Amber sagged and someone held her close. Mistwing she thought.
Instead of relief the girl’s grip brought pain. Amber’s shoulder screamed but so did her feet, her ankles, thighs, shins—heat rolled upward like rising lava. Air abruptly poured from her rescuer’s wings, swirling past her legs like a furnace blast, until the Flight sluggishly took to the sky, dragging Amber with her.
The crystal below was molten and looked like a rising sun.
Unfortunately, Mistwing wasn’t designed to carry other sentients and Amber was going to turn to soot if they didn’t fly faster. She added some anti-grav to their escape, but nothing changed. She gave her com a mental slap, but it was convinced she’d die of shock if it stopped healing her. She checked the data, and it was fine. She had a slight muscle-shredding puncture wound, same minor major-blood-loss, plus third-degree burns instead of legs. Maybe ‘fine’ wasn’t the right word.
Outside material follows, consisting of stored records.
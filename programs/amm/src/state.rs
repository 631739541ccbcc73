//! Pool account state - config, reserve vaults and LP mint
//!
//! Layout: magic(8) + header(8) + seqno(8) + PoolConfig(112) +
//! ReserveVault x2 (80) + LiquidityMint(16) = 232 bytes.
//!
//! Every field is a plain integer or byte array so the struct is valid for
//! any bit pattern and can be read straight out of account data.

use cpamm_common::{
    checked_add, checked_sub, mul_div_floor, AmmError, LP_DECIMALS, PRICE_SCALE,
};
use pinocchio::pubkey::Pubkey;

/// Immutable pool parameters plus the lock flag
#[repr(C)]
#[derive(Debug, Clone, Copy, PartialEq, Eq)]
pub struct PoolConfig {
    /// Pool identifier, part of the pool's derived address
    pub seed: u64,
    /// Swap fee in basis points (0..=10_000)
    pub fee_bps: u16,
    /// 1 when deposit/withdraw/swap are gated off
    pub locked: u8,
    /// 1 when `authority` is set
    pub has_authority: u8,
    /// Derived-address bump for the pool account
    pub bump: u8,
    /// Derived-address bump for the LP mint
    pub lp_bump: u8,
    pub _padding: [u8; 2],
    /// Identity allowed to lock/unlock (meaningful only if has_authority == 1)
    pub authority: Pubkey,
    /// Mint of asset X
    pub mint_x: Pubkey,
    /// Mint of asset Y
    pub mint_y: Pubkey,
}

impl PoolConfig {
    #[inline]
    pub fn is_locked(&self) -> bool {
        self.locked != 0
    }

    #[inline]
    pub fn authority(&self) -> Option<&Pubkey> {
        if self.has_authority != 0 {
            Some(&self.authority)
        } else {
            None
        }
    }
}

/// Pool-owned holding of one asset
#[repr(C)]
#[derive(Debug, Clone, Copy, PartialEq, Eq)]
pub struct ReserveVault {
    pub mint: Pubkey,
    pub balance: u64,
}

impl ReserveVault {
    pub fn empty(mint: Pubkey) -> Self {
        Self { mint, balance: 0 }
    }

    pub fn credit(&mut self, amount: u64) -> Result<(), AmmError> {
        self.balance = checked_add(self.balance, amount)?;
        Ok(())
    }

    pub fn debit(&mut self, amount: u64) -> Result<(), AmmError> {
        if amount > self.balance {
            return Err(AmmError::InsufficientLiquidity);
        }
        self.balance = checked_sub(self.balance, amount)?;
        Ok(())
    }
}

/// LP receipt mint, authority is the pool
#[repr(C)]
#[derive(Debug, Clone, Copy, PartialEq, Eq)]
pub struct LiquidityMint {
    /// Outstanding LP units
    pub supply: u64,
    pub decimals: u8,
    pub _padding: [u8; 7],
}

impl LiquidityMint {
    pub fn new() -> Self {
        Self {
            supply: 0,
            decimals: LP_DECIMALS,
            _padding: [0; 7],
        }
    }

    pub fn mint(&mut self, amount: u64) -> Result<(), AmmError> {
        self.supply = checked_add(self.supply, amount)?;
        Ok(())
    }

    pub fn burn(&mut self, amount: u64) -> Result<(), AmmError> {
        if amount > self.supply {
            return Err(AmmError::InvariantViolation);
        }
        self.supply = checked_sub(self.supply, amount)?;
        Ok(())
    }
}

impl Default for LiquidityMint {
    fn default() -> Self {
        Self::new()
    }
}

/// Balance and supply changes produced by one engine call
///
/// All amounts are absolute and unsigned; the direction is in the field name.
/// "In" and "out" are from the pool's point of view.
#[derive(Debug, Clone, Copy, Default, PartialEq, Eq)]
pub struct PoolDelta {
    pub x_in: u64,
    pub x_out: u64,
    pub y_in: u64,
    pub y_out: u64,
    pub lp_minted: u64,
    pub lp_burned: u64,
}

impl PoolDelta {
    pub fn is_empty(&self) -> bool {
        *self == PoolDelta::default()
    }
}

/// Full pool account: versioned state record
#[repr(C)]
#[derive(Debug, Clone, Copy, PartialEq, Eq)]
pub struct PoolState {
    pub magic: [u8; 8],
    /// Account layout version
    pub layout_version: u8,
    pub _padding: [u8; 7],
    /// Bumped by one on every committed transition
    pub seqno: u64,
    pub config: PoolConfig,
    pub vault_x: ReserveVault,
    pub vault_y: ReserveVault,
    pub lp_mint: LiquidityMint,
}

impl PoolState {
    pub const LEN: usize = core::mem::size_of::<Self>();
    pub const MAGIC: &'static [u8; 8] = b"CPAMPOOL";
    pub const VERSION: u8 = 1;

    /// Fresh unlocked pool with empty vaults and zero LP supply
    pub fn new(config: PoolConfig) -> Self {
        Self {
            magic: *Self::MAGIC,
            layout_version: Self::VERSION,
            _padding: [0; 7],
            seqno: 0,
            vault_x: ReserveVault::empty(config.mint_x),
            vault_y: ReserveVault::empty(config.mint_y),
            lp_mint: LiquidityMint::new(),
            config,
        }
    }

    /// Magic, layout version and vault/mint consistency
    pub fn validate(&self) -> bool {
        &self.magic == Self::MAGIC
            && self.layout_version == Self::VERSION
            && self.vault_x.mint == self.config.mint_x
            && self.vault_y.mint == self.config.mint_y
    }

    #[inline]
    pub fn seed(&self) -> u64 {
        self.config.seed
    }

    #[inline]
    pub fn reserve_x(&self) -> u64 {
        self.vault_x.balance
    }

    #[inline]
    pub fn reserve_y(&self) -> u64 {
        self.vault_y.balance
    }

    #[inline]
    pub fn lp_supply(&self) -> u64 {
        self.lp_mint.supply
    }

    /// Constant-product k = x * y
    #[inline]
    pub fn invariant_k(&self) -> u128 {
        self.reserve_x() as u128 * self.reserve_y() as u128
    }

    /// Spot price of X in Y: y/x (scaled by PRICE_SCALE), 0 when empty
    pub fn spot_price_x_in_y(&self) -> Result<u64, AmmError> {
        if self.reserve_x() == 0 {
            return Ok(0);
        }
        mul_div_floor(self.reserve_y(), PRICE_SCALE, self.reserve_x())
    }

    /// Apply a delta to a copy of this state; `self` is left untouched
    pub fn apply(&self, delta: &PoolDelta) -> Result<PoolState, AmmError> {
        let mut next = *self;
        next.vault_x.credit(delta.x_in)?;
        next.vault_x.debit(delta.x_out)?;
        next.vault_y.credit(delta.y_in)?;
        next.vault_y.debit(delta.y_out)?;
        next.lp_mint.mint(delta.lp_minted)?;
        next.lp_mint.burn(delta.lp_burned)?;
        next.seqno = checked_add(self.seqno, 1)?;
        Ok(next)
    }
}

/// Per-user LP balance account kept by the on-chain adapter
#[repr(C)]
#[derive(Debug, Clone, Copy, PartialEq, Eq)]
pub struct LpPosition {
    pub magic: [u8; 8],
    /// Pool account this position belongs to
    pub pool: Pubkey,
    pub owner: Pubkey,
    pub balance: u64,
}

impl LpPosition {
    pub const LEN: usize = core::mem::size_of::<Self>();
    pub const MAGIC: &'static [u8; 8] = b"CPAMLPOS";

    pub fn new(pool: Pubkey, owner: Pubkey) -> Self {
        Self {
            magic: *Self::MAGIC,
            pool,
            owner,
            balance: 0,
        }
    }

    pub fn is_initialized(&self) -> bool {
        &self.magic == Self::MAGIC
    }

    pub fn credit(&mut self, amount: u64) -> Result<(), AmmError> {
        self.balance = checked_add(self.balance, amount)?;
        Ok(())
    }

    pub fn debit(&mut self, amount: u64) -> Result<(), AmmError> {
        if amount > self.balance {
            return Err(AmmError::InsufficientBalance);
        }
        self.balance = checked_sub(self.balance, amount)?;
        Ok(())
    }
}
An awkward look up made Amber’s shoulder scream again, despite her com’s efforts, but was enough to check their progress. Far too slow. Above her, every tendon in Mistwing’s neck stood out like razor wire. Amber was too heavy.
“Drop me,” she ordered, and the girl did.
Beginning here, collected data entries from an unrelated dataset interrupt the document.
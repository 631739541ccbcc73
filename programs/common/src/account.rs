//! Account validation and zero-copy access helpers

use crate::error::AmmError;
use pinocchio::{account_info::AccountInfo, pubkey::Pubkey};

/// Account must be owned by `program_id`
#[inline]
pub fn validate_owner(account: &AccountInfo, program_id: &Pubkey) -> Result<(), AmmError> {
    if !account.is_owned_by(program_id) {
        return Err(AmmError::InvalidAccount);
    }
    Ok(())
}

#[inline]
pub fn validate_writable(account: &AccountInfo) -> Result<(), AmmError> {
    if !account.is_writable() {
        return Err(AmmError::InvalidAccount);
    }
    Ok(())
}

/// Every byte of the account data is zero (a fresh, never-written account)
pub fn is_zeroed(account: &AccountInfo) -> Result<bool, AmmError> {
    let data = account
        .try_borrow_data()
        .map_err(|_| AmmError::InvalidAccount)?;
    Ok(data.iter().all(|b| *b == 0))
}

/// Account data must be large enough and aligned for `T`
#[inline]
fn check_layout<T>(data: &[u8]) -> Result<(), AmmError> {
    if data.len() < core::mem::size_of::<T>() {
        return Err(AmmError::InvalidAccount);
    }
    if (data.as_ptr() as usize) % core::mem::align_of::<T>() != 0 {
        return Err(AmmError::InvalidAccount);
    }
    Ok(())
}

/// Reinterpret account data as `&mut T`
///
/// # Safety
///
/// `T` must be `#[repr(C)]`, valid for any bit pattern, and the caller must
/// not hold another borrow of the same account data.
#[inline]
pub unsafe fn borrow_account_data_mut<T>(account: &AccountInfo) -> Result<&mut T, AmmError> {
    let data = account.borrow_mut_data_unchecked();
    check_layout::<T>(data)?;
    Ok(&mut *(data.as_mut_ptr() as *mut T))
}
//! Persisted complaint record and its two audience-scoped projections.

use std::collections::BTreeMap;

use chrono::{DateTime, Utc};
use serde::{Deserialize, Serialize};

use crate::taxonomy::Department;

/// Initial status of every newly filed complaint.
pub const STATUS_PENDING: &str = "Pending";

/// What the filing student sees: their own text, when it was filed, and where
/// it stands. Status is the only field that changes after creation.
#[derive(Debug, Clone, PartialEq, Serialize, Deserialize)]
pub struct StudentView {
    pub complaint: String,
    pub timestamp: DateTime<Utc>,
    pub status: String,
}

/// What complaint officers see: every enrichment output alongside the raw text.
/// Immutable once written.
#[derive(Debug, Clone, PartialEq, Serialize, Deserialize)]
pub struct AdminView {
    pub timestamp: DateTime<Utc>,
    pub severity: u8,
    pub summary: String,
    pub complaint: String,
    pub departments: Vec<Department>,
    pub contacts: BTreeMap<Department, String>,
    pub suggestions: Vec<String>,
    pub institute: String,
    pub officer_brief: String,
}

/// One fully-enriched complaint, as stored and as returned from `/process`.
///
/// The id is assigned by the store at append time; a record is never
/// persisted partially filled.
#[derive(Debug, Clone, PartialEq, Serialize, Deserialize)]
pub struct ComplaintRecord {
    pub id: u64,
    pub student_view: StudentView,
    pub admin_view: AdminView,
}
Amber had time for a single gasp as she fell ... before fresh arms closed around her. Someone standing on the rocky lip of the mound had caught her. She cracked her eyes open, and the crystal almost blinded her, but she knew the chest against her cheek and had to be sure.
The Beserk. Of course. He looked as ragged as she felt but still offered a lopsided smile. “WE WON,” he yelled over the spitting, steaming gem.
Amber tried to tease Nikareon by claiming that technically she’d won but the words wouldn’t come. Her brain felt fuzzy again but at least the crazy light was dimmer and that helped. Her head fell back against Nik’s shoulder and her last sight was of vultures circling above. Two dark shapes soared past each other, filling ... the fading ... sky.